Formally, \texttt{K} will be a numeric vector of length $\mathbf{card}(terms)$ whose $i^{th}$ entry is $k_i$. \texttt{K} uniquely specifies a set $activeTerms = {terms_i \:\forall \:i \:| k_i = 1 }$. Note that $activeTerms \subseteq terms$. Each binary variable $k_i$ should be initialized randomly as below:

K <- c(term1=rbinom(n=1, size=1, prob=0.5),
       term2=rbinom(n=1, size=1, prob=0.5),
       term3=rbinom(n=1, size=1, prob=0.5),
       term4=rbinom(n=1, size=1, prob=0.5),
       term5=rbinom(n=1, size=1, prob=0.5),
       term6=rbinom(n=1, size=1, prob=0.5),
       term7=rbinom(n=1, size=1, prob=0.5),
       term8=rbinom(n=1, size=1, prob=0.5),
       term9=rbinom(n=1, size=1, prob=0.5),
       term10=rbinom(n=1, size=1, prob=0.5),
       term11=rbinom(n=1, size=1, prob=0.5),
       term12=rbinom(n=1, size=1, prob=0.5),
       term13=rbinom(n=1, size=1, prob=0.5),
       term14=rbinom(n=1, size=1, prob=0.5),
       term15=rbinom(n=1, size=1, prob=0.5),
       term16=rbinom(n=1, size=1, prob=0.5),
       term17=rbinom(n=1, size=1, prob=0.5),
       term18=rbinom(n=1, size=1, prob=0.5),
       term19=rbinom(n=1, size=1, prob=0.5),
       term20=rbinom(n=1, size=1, prob=0.5),
       term21=rbinom(n=1, size=1, prob=0.5),
       term22=rbinom(n=1, size=1, prob=0.5),
       term23=rbinom(n=1, size=1, prob=0.5),
       term24=rbinom(n=1, size=1, prob=0.5),
       term25=rbinom(n=1, size=1, prob=0.5),
       term26=rbinom(n=1, size=1, prob=0.5),
       term27=rbinom(n=1, size=1, prob=0.5),
       term28=rbinom(n=1, size=1, prob=0.5),
       term29=rbinom(n=1, size=1, prob=0.5),
       term30=rbinom(n=1, size=1, prob=0.5))
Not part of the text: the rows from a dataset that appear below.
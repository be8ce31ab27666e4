use std::str::FromStr;

use reel_types::models::SignalTag;

/// One line typed at the demo prompt.
#[derive(Debug, Clone, PartialEq, Eq)]
pub enum Command {
    Foreground,
    Background,
    Online,
    Offline,
    Reconnect,
    Peer,
    /// The peer sends us a message
    Say(String),
    Open,
    Reply(String),
    Signals(Option<SignalTag>),
    Post { movie_id: i64, tag: SignalTag, title: String },
    /// Inject a channel error into every open channel
    Drop,
    SignOut,
    SignIn,
    Status,
    Help,
    Quit,
}

pub const HELP: &str = "\
commands:
  fg | bg                      foreground / background the app
  online | offline             toggle the network
  reconnect                    force every channel to resubscribe
  peer                         show the demo counterpart
  say <text>                   the peer sends you a message
  open                         open the chat with the peer
  reply <text>                 answer the peer
  signals [tag]                list signals, optionally by tag
  post <movie_id> <tag> <title...>
  drop                         inject a channel error
  signout | signin             drop or restore the session
  status                       connection summary
  quit";

impl FromStr for Command {
    type Err = String;

    fn from_str(line: &str) -> Result<Self, Self::Err> {
        let line = line.trim();
        let (word, rest) = line.split_once(char::is_whitespace).unwrap_or((line, ""));
        let rest = rest.trim();

        let text = |what: &str| {
            if rest.is_empty() {
                Err(format!("{what} needs some text"))
            } else {
                Ok(rest.to_string())
            }
        };

        match word {
            "fg" => Ok(Self::Foreground),
            "bg" => Ok(Self::Background),
            "online" => Ok(Self::Online),
            "offline" => Ok(Self::Offline),
            "reconnect" => Ok(Self::Reconnect),
            "peer" => Ok(Self::Peer),
            "say" => text("say").map(Self::Say),
            "open" => Ok(Self::Open),
            "reply" => text("reply").map(Self::Reply),
            "signals" if rest.is_empty() => Ok(Self::Signals(None)),
            "signals" => rest.parse().map(|tag| Self::Signals(Some(tag))),
            "post" => parse_post(rest),
            "drop" => Ok(Self::Drop),
            "signout" => Ok(Self::SignOut),
            "signin" => Ok(Self::SignIn),
            "status" => Ok(Self::Status),
            "help" | "?" => Ok(Self::Help),
            "quit" | "exit" => Ok(Self::Quit),
            "" => Err("empty command".into()),
            other => Err(format!("unknown command: {other}")),
        }
    }
}

fn parse_post(rest: &str) -> Result<Command, String> {
    let mut parts = rest.splitn(3, char::is_whitespace);
    let movie_id = parts
        .next()
        .filter(|s| !s.is_empty())
        .ok_or("usage: post <movie_id> <tag> <title...>")?
        .parse::<i64>()
        .map_err(|e| format!("bad movie id: {e}"))?;
    let tag = parts.next().ok_or("missing tag")?.parse::<SignalTag>()?;
    let title = parts.next().map(str::trim).unwrap_or_default();
    if title.is_empty() {
        return Err("missing title".into());
    }

    Ok(Command::Post {
        movie_id,
        tag,
        title: title.to_string(),
    })
}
Next, we must define the model function \texttt{m()} that will operate on the parameter snapshot \texttt{K} and return an observable object \texttt{O}. For a given set $activeTerms$ specified by \texttt{K}, \texttt{m()} will fit a linear model to the data using the entries in $activeTerms$ and using the built in generalised linear model (\texttt{glm()}) function in R, thereby determining values for the variables $c_i$ and $b$. Accordingly, \texttt{m()} will require access to the variables $x$ and $y$, which will be provided as entries in \texttt{DATA}, a variable of type list, as in Tutorial 1. The object \texttt{O} will be the corresponding output of the function \texttt{glm()}. In the case that the set $activeTerms$ is the empty set (meaning that all entries in \texttt{K} are 0), \texttt{m()} will fit a model using the relationship $y$~$x$.

DATA   <- NULL
DATA$x <- x
DATA$y <- y

m <- function(K, DATA){
  y <- DATA$y
  x <- DATA$x

  terms <- c("+x",
             "+I(x^2)",
             "+I(x^3)",
             "+I(x^4)",
             "+I(x^5)",
             "+I(x^6)",
             "+I(x^7)",
             "+I(x^8)",
             "+I(x^9)",
             "+I(x^10)",
             "+I(exp(x))",
             "+I(abs(x))",
             "+I(sin(x))",
             "+I(cos(x))",
             "+I(tan(x))",
             "+I(sin(x)*cos(x))",
             "+I((sin(x))^2)",
             "+I((cos(x))^2)",
             "+I(sin(x^2))",
             "+I(sin(x^3))",
             "+I(cos(x^2))",
             "+I(cos(x^3))",
             "+I(sin(x^3)*cos(-x))",
             "+I(cos(x^3)*sin(-x))",
             "+I(sin(x^5)*cos(-x))",
             "+I(cos(x^5)*sin(-x))",
             "+I(exp(x)*sin(x))",
             "+I(exp(x)*cos(x))",
             "+I(abs(x)*sin(x))",
             "+I(abs(x)*cos(x))")

  ind.terms <- which(K == 1)
  if(length(ind.terms)!=0){
    equation <- paste(c("y~",terms[ind.terms]), collapse="")
  } else {
    equation <-"y~x" # In case there are no active terms, use a simple linear model.
  }

  O <- glm(equation, data=environment())

  return(O)
}

Having defined \texttt{m}, we can now proceed to define the function \texttt{u}, which will determine how well a given configuration of parameters \texttt{K} is performing by operating on the observable object \texttt{O} outputted by \texttt{m()} and on the variable \texttt{DATA}. Here, to quantify (and thus be able to compare) the desirability of a given model for the data, we will employ the Akaike Information Criterion ($AIC$) from information theory, defined as follows:

$$ AIC(M) = 2p - 2ln(L) $$ where $p$ is the number of parameters in the fitted model, $L$ is the maximum likelihood of the model $M$ given the data.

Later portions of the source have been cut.